A MOVE Georgia Tech sign located outside of Tech’s student center. MOVE is an initiative put on by the Institute in the hopes of helping to both limit emissions and help student mental health. // Photo courtesy of Caitlin Aycock Student Publications

As students returned to campus this fall, they may have noticed signs popping up around Tech encouraging them to skip the drive and travel by foot or bike across campus.

These signs are part of the MOVE Georgia Tech initiative, which seeks to get more students using active transport to benefit their mental and physical health.

“We need to include and celebrate every form of active transportation on campus,” said Becky James, organizer of MOVE Georgia Tech.

James said that her previous work focused on encouraging bike and scooter use around campus, but at the start of this year she was tasked with encouraging all active ways of transportation to increase students’ physical health.

James, who commutes to campus by bike, cited the impact active transportation can have on mental health as another reason for this initiative.

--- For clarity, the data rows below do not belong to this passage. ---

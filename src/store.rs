// src/store.rs
use std::{collections::BTreeMap, error::Error, fs, io, path::{Path, PathBuf}};

use crate::bus::TabId;
use crate::config::consts::{CONTEXTS_SUBDIR, STORE_DIR};
use crate::model::NormalizedRecord;

/// On-disk snapshot per context: `<dir>/tab_<id>.json`.
#[derive(Clone, Debug)]
pub struct Store {
    dir: PathBuf,
}

impl Default for Store {
    fn default() -> Self {
        Self::new(PathBuf::from(STORE_DIR).join(CONTEXTS_SUBDIR))
    }
}

impl Store {
    pub fn new(dir: impl Into<PathBuf>) -> Self { Self { dir: dir.into() } }

    pub fn dir(&self) -> &Path { &self.dir }

    fn path_for(&self, tab: TabId) -> PathBuf {
        self.dir.join(format!("tab_{tab}.json"))
    }

    pub fn save_context(&self, tab: TabId, items: &[NormalizedRecord]) -> io::Result<PathBuf> {
        let p = self.path_for(tab);

        // Ensure parent directories exist
        if let Some(parent) = p.parent() {
            if !parent.as_os_str().is_empty() {
                fs::create_dir_all(parent)?;
            }
        }

        let json = serde_json::to_vec_pretty(items)?;
        fs::write(&p, json)?;
        Ok(p)
    }

    pub fn load_context(&self, tab: TabId) -> Result<Vec<NormalizedRecord>, Box<dyn Error>> {
        let text = fs::read_to_string(self.path_for(tab))?;
        Ok(serde_json::from_str(&text)?)
    }

    /// Missing files are fine.
    pub fn remove_context(&self, tab: TabId) -> io::Result<()> {
        match fs::remove_file(self.path_for(tab)) {
            Err(e) if e.kind() != io::ErrorKind::NotFound => Err(e),
            _ => Ok(()),
        }
    }

    /// Ids of all stored contexts, ascending.
    pub fn list_contexts(&self) -> Vec<TabId> {
        let Ok(entries) = fs::read_dir(&self.dir) else { return Vec::new() };
        let mut ids: Vec<TabId> = entries
            .filter_map(|e| e.ok())
            .filter_map(|e| {
                let name = e.file_name().to_string_lossy().into_owned();
                name.strip_prefix("tab_")?.strip_suffix(".json")?.parse().ok()
            })
            .collect();
        ids.sort_unstable();
        ids
    }

    /// Everything readable; broken files are logged and skipped.
    pub fn load_all(&self) -> BTreeMap<TabId, Vec<NormalizedRecord>> {
        let mut out = BTreeMap::new();
        for tab in self.list_contexts() {
            match self.load_context(tab) {
                Ok(items) => { out.insert(tab, items); }
                Err(e) => loge!("Store: tab {tab} unreadable ({e}), skipping"),
            }
        }
        out
    }
}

“Mental health is something that we actively have to include in our day to look out for ourselves,” James said, and she believes that biking or walking somewhere is one way that Tech students can bolster their mental wellbeing during the day.

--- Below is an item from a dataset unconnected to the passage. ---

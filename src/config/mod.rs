// src/config/mod.rs
pub mod consts;
pub mod options;
pub mod state;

The physical embodiment of the project came from an experience James had a few years ago, where she saw a sign at a bus stop informing riders that an eight minute bus ride was actually a twelve minute walk.

James noted that walking and biking could be highly efficient means of transportation compared to driving, and wanted to show Tech students how long it would take to get to various locations around campus.

James said she used a combination of Google Maps and Citymapper to find the travel times around campus.

Citymapper is a program specifically for calculating active transportation times, and is not based around driving like other mapping services.

From the two apps, James was able to list the average time it took someone by foot or by bike to get anywhere on campus.

James also said Citymapper recently added ADA-compliant times to its app, but she admitted that it is likely an incomplete data set. “As we go forward [with] MOVE Georgia Tech, I want to make sure that we’re learning more and really seeking those students that are on our campus and what kind of wheelchairs are there,” James said.

She also noted that some of the walk and bike times may be inaccurate because of individual variations in transportation speeds, but the estimates on the signs are still good guidelines on travel times.

The MOVE Georgia Tech initiative includes 30 physical signs posted around campus, which offer the travel times by foot, bike, or wheelchair to various locations around campus.

Each sign also has a QR code that brings up the Citymapper website to help students find the fastest route to anywhere on or around campus located on the sign.

In addition to the physical signs, the initiative also has digital signs that appear on monitors around campus.

Besides the benefit to students’ mental and physical health, MOVE also aims to reduce the individual carbon footprint of students.

“The biggest chunk of carbon emissions comes from the transportation industry,” said James, “and from that transportation sector, that largest piece is coming from individual vehicles.”

Tech is aiming to be a carbon neutral campus by 2050, and cutting down on individual vehicle emissions is an important part of that goal.

By encouraging students to walk, bike, or scoot around campus, the Institute hopes to reduce emissions from cars and buses, allowing for a start on the process of becoming eco-friendly.

If nothing else, James wants students to choose active transportation because it is much cheaper than owning and operating a car.

Walking or biking requires much less money to do over the course of a year and is a way to get exercise in, something that is often challenging for Tech students to do with a schedule crammed full of classes, extracurricular activities and friends.

James said all these factors make active transportation the much healthier and economically efficient choice for getting around campus, and she hopes to see the positive effects of the initiative begin appearing around campus, in both students and faculty, soon.